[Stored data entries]
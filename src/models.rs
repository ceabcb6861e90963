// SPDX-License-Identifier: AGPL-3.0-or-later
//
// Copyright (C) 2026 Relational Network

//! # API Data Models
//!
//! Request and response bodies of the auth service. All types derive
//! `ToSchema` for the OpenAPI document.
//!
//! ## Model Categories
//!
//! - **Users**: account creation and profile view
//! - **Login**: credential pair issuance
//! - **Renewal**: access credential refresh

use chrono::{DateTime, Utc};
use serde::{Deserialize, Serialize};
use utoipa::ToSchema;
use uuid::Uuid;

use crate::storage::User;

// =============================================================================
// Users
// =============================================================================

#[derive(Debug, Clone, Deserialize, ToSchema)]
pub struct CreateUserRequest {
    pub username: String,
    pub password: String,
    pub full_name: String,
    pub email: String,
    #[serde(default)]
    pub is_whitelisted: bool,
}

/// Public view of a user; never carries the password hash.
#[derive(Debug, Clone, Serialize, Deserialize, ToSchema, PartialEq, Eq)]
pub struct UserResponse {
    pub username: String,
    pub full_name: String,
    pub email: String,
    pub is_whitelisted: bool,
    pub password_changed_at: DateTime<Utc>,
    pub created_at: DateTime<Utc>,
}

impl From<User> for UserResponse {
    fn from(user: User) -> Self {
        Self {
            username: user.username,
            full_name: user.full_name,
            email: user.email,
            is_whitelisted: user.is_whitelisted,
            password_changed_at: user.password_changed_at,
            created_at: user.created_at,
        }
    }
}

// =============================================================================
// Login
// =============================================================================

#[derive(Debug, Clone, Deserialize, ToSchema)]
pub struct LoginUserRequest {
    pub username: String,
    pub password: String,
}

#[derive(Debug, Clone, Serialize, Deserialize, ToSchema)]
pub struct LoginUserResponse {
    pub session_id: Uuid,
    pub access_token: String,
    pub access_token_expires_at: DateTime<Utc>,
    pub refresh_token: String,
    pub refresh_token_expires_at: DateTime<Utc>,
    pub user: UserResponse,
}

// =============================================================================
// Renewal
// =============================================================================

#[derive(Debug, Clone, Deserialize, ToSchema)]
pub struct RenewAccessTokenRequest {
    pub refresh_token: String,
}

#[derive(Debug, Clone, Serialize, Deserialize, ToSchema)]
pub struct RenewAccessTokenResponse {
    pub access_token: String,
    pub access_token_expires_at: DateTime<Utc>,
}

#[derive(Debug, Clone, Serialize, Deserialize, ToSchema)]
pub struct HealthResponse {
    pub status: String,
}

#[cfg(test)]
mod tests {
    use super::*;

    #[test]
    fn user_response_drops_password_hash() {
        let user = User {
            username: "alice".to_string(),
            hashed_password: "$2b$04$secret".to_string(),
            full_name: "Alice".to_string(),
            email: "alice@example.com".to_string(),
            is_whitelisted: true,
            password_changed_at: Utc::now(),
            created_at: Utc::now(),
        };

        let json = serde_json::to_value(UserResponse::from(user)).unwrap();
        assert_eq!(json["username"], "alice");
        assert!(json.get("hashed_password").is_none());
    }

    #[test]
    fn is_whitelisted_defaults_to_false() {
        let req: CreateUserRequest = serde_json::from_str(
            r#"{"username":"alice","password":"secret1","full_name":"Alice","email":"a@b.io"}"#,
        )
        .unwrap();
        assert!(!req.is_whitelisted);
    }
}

...

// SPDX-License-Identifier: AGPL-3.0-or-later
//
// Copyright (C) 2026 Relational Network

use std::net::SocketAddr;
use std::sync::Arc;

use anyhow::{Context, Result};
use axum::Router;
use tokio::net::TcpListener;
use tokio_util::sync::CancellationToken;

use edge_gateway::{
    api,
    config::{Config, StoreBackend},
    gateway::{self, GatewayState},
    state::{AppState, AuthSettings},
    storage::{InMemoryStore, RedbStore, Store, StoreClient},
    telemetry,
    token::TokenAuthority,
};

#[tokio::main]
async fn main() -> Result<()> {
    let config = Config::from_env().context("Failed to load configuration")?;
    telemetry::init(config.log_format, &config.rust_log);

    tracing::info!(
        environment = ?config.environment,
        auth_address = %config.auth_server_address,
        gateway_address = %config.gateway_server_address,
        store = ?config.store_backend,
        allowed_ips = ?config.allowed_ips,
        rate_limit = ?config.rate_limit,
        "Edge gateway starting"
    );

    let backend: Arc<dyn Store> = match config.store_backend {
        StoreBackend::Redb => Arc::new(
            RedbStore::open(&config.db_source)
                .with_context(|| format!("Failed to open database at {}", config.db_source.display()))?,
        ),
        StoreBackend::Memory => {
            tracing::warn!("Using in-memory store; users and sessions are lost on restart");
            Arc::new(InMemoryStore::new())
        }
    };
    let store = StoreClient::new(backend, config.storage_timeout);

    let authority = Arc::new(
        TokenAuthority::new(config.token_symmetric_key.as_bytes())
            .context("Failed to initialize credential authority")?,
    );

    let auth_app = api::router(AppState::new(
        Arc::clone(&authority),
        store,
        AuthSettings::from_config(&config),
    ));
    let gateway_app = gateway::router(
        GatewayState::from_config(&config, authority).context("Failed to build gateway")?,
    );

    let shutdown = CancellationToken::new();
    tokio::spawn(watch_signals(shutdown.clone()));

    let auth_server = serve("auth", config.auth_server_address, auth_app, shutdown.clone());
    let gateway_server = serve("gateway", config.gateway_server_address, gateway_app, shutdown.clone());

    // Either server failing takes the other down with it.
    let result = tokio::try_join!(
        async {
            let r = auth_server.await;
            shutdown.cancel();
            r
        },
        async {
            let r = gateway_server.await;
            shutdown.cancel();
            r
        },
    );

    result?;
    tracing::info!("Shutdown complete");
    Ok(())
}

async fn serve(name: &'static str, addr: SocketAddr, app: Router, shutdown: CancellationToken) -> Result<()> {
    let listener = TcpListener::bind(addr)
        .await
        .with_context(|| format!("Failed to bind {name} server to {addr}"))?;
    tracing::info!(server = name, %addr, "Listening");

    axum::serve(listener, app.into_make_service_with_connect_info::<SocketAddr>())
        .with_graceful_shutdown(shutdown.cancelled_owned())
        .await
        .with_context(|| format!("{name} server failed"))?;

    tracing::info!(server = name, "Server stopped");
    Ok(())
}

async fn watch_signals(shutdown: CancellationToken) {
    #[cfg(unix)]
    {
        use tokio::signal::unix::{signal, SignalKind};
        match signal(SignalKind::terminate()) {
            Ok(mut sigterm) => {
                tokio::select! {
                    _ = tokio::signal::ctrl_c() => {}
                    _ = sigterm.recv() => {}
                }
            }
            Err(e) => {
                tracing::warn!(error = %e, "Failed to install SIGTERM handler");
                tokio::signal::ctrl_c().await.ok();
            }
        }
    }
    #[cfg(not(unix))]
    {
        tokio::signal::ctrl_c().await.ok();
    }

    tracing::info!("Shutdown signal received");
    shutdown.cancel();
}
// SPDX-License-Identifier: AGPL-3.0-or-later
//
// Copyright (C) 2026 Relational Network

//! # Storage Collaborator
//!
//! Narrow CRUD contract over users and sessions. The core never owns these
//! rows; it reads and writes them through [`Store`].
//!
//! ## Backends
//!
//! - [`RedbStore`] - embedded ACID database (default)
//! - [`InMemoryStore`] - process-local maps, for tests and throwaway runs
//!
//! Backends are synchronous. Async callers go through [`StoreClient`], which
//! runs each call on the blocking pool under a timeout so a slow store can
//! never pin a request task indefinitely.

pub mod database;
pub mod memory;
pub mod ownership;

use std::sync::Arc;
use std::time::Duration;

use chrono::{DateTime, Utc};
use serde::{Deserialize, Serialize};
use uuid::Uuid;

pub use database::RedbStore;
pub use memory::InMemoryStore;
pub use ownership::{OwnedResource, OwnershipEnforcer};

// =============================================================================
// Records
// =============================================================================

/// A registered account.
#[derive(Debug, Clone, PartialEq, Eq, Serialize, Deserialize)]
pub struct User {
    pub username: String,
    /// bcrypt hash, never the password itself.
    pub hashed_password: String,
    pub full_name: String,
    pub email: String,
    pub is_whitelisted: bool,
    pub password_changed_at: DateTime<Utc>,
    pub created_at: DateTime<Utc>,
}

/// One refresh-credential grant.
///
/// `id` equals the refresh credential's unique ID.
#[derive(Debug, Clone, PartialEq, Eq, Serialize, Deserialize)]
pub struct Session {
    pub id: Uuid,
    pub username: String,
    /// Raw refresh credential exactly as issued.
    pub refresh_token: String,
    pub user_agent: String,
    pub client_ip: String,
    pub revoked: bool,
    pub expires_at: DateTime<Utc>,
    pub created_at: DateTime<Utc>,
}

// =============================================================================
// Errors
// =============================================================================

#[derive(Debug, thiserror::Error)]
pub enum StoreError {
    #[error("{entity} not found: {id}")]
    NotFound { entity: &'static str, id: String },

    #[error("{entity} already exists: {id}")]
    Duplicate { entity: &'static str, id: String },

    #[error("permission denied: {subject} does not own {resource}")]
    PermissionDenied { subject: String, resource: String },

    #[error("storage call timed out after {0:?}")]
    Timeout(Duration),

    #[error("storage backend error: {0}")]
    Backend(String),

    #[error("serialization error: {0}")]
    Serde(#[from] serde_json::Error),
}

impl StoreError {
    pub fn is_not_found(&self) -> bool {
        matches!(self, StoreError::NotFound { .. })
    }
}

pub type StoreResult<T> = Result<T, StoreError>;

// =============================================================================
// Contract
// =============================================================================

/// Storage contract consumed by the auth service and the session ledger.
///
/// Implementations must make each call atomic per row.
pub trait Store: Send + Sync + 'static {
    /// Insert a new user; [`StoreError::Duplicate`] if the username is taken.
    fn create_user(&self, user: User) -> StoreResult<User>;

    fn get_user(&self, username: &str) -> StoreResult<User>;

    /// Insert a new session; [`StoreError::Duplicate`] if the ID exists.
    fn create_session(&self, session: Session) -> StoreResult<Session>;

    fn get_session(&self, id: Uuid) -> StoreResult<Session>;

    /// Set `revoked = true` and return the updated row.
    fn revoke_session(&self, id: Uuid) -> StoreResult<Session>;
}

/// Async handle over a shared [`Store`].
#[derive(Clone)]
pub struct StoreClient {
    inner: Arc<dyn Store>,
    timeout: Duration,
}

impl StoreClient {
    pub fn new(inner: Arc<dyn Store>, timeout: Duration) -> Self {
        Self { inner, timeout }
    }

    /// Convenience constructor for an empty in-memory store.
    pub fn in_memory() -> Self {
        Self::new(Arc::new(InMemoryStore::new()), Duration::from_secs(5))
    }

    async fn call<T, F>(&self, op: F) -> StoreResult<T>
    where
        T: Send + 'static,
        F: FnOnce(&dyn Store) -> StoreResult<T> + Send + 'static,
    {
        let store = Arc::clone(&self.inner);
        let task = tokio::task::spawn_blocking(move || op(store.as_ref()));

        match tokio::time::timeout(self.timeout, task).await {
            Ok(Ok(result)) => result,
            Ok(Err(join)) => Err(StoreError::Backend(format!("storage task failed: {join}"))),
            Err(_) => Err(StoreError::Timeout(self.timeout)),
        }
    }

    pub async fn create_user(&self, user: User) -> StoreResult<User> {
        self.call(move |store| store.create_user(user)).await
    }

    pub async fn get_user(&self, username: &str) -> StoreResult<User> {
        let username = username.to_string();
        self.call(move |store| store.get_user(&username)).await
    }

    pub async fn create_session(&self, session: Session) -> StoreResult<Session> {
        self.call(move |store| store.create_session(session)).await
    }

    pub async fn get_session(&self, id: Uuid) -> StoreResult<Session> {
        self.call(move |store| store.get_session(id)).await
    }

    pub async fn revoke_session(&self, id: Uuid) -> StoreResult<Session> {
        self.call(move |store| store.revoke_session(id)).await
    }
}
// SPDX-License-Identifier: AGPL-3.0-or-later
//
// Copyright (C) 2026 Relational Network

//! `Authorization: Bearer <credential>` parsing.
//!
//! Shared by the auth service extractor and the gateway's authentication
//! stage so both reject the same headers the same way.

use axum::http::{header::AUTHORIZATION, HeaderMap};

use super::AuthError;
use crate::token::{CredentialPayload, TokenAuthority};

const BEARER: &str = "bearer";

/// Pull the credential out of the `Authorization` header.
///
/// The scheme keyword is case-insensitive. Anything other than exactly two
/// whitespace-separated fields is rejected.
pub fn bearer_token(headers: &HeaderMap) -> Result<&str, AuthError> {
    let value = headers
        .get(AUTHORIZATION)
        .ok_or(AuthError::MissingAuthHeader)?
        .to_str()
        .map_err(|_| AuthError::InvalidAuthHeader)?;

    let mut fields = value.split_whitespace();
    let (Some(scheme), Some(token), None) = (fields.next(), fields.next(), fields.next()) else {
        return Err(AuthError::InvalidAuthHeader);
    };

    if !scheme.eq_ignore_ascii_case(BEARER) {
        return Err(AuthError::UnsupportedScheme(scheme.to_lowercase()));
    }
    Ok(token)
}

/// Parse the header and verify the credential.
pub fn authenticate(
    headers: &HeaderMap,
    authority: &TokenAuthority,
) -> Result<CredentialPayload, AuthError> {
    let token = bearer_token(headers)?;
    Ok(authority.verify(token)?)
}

==

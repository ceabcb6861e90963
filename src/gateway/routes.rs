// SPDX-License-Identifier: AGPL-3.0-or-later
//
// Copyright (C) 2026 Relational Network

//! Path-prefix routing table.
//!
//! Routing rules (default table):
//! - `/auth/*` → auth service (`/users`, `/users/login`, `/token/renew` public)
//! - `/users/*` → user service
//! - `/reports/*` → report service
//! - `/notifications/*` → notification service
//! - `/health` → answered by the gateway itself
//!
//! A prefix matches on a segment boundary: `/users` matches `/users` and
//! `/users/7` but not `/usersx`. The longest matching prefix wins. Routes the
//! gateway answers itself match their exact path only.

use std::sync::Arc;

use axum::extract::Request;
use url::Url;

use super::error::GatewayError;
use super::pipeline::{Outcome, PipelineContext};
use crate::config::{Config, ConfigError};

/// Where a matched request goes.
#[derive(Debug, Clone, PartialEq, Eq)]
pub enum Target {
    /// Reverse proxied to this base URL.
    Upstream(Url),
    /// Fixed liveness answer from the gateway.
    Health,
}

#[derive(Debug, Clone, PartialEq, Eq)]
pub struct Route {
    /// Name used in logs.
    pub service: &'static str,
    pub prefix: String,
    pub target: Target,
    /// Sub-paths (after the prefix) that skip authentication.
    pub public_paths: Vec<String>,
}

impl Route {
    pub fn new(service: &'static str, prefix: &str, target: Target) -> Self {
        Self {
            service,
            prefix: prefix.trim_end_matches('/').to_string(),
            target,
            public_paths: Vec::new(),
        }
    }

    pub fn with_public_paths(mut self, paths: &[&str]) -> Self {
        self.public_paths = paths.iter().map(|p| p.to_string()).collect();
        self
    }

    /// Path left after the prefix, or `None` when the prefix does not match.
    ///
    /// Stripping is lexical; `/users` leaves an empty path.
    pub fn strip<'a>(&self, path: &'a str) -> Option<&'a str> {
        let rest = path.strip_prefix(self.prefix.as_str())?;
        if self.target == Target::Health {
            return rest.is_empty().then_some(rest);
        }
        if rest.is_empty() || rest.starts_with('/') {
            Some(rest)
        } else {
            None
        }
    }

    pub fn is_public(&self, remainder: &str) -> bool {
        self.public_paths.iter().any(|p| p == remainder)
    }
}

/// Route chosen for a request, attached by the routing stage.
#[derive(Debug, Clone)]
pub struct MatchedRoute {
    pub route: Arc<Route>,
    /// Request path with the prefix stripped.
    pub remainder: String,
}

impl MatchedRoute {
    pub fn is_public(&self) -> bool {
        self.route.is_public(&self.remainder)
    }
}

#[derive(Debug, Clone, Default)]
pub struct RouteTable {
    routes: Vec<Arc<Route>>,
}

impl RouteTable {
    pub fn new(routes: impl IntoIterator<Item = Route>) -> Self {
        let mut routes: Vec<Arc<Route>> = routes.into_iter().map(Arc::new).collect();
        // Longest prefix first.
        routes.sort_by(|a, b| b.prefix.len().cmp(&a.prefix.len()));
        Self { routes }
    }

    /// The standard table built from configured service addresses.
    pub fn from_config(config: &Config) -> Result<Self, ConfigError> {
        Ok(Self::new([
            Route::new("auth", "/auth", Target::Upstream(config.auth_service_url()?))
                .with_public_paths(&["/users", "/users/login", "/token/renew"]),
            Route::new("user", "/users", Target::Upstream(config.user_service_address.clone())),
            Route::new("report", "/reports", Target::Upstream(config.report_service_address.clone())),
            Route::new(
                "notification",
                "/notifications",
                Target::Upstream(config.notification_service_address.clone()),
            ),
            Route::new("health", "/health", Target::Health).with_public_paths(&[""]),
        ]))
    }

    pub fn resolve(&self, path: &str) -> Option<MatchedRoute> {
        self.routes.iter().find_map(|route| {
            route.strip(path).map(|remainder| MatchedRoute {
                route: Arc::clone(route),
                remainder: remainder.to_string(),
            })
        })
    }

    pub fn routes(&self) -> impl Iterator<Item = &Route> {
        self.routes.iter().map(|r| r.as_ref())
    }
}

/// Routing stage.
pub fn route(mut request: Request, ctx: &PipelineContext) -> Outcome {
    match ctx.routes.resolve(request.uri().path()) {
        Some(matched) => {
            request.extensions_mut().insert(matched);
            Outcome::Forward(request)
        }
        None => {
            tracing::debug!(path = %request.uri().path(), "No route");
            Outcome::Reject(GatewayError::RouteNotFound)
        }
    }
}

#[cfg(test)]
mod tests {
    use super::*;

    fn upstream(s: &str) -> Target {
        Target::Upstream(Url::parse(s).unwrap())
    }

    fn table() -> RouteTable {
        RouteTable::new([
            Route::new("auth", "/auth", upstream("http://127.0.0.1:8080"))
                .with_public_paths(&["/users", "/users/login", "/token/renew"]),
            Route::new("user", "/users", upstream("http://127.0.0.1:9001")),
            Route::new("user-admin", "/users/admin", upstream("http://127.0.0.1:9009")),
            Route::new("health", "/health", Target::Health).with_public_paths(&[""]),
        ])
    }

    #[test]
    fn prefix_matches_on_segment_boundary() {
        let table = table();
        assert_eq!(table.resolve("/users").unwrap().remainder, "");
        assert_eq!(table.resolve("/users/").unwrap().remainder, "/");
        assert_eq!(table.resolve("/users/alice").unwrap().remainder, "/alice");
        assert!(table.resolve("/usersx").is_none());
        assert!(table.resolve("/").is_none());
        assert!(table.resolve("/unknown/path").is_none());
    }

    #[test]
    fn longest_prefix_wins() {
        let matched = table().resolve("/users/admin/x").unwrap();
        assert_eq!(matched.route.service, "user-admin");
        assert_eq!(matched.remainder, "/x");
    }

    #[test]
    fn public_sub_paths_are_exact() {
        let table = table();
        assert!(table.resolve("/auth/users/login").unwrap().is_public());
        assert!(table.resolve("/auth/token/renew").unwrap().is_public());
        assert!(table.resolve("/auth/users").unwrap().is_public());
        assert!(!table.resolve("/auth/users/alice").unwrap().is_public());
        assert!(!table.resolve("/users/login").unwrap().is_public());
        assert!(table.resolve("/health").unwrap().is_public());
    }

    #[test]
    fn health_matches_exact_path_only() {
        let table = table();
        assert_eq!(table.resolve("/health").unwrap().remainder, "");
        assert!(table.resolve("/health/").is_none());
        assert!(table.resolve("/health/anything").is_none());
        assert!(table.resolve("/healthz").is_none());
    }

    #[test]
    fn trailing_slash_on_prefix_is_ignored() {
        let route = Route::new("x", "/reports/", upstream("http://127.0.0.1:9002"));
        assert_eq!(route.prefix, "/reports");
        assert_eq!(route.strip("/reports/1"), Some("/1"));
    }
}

PROBLEM TO SOLVE => Filter the records for lines holding the string "else". Copy each one.

COMPLETED TASK =>
    let (Some(scheme), Some(token), None) = (fields.next(), fields.next(), fields.next()) else {
        } else {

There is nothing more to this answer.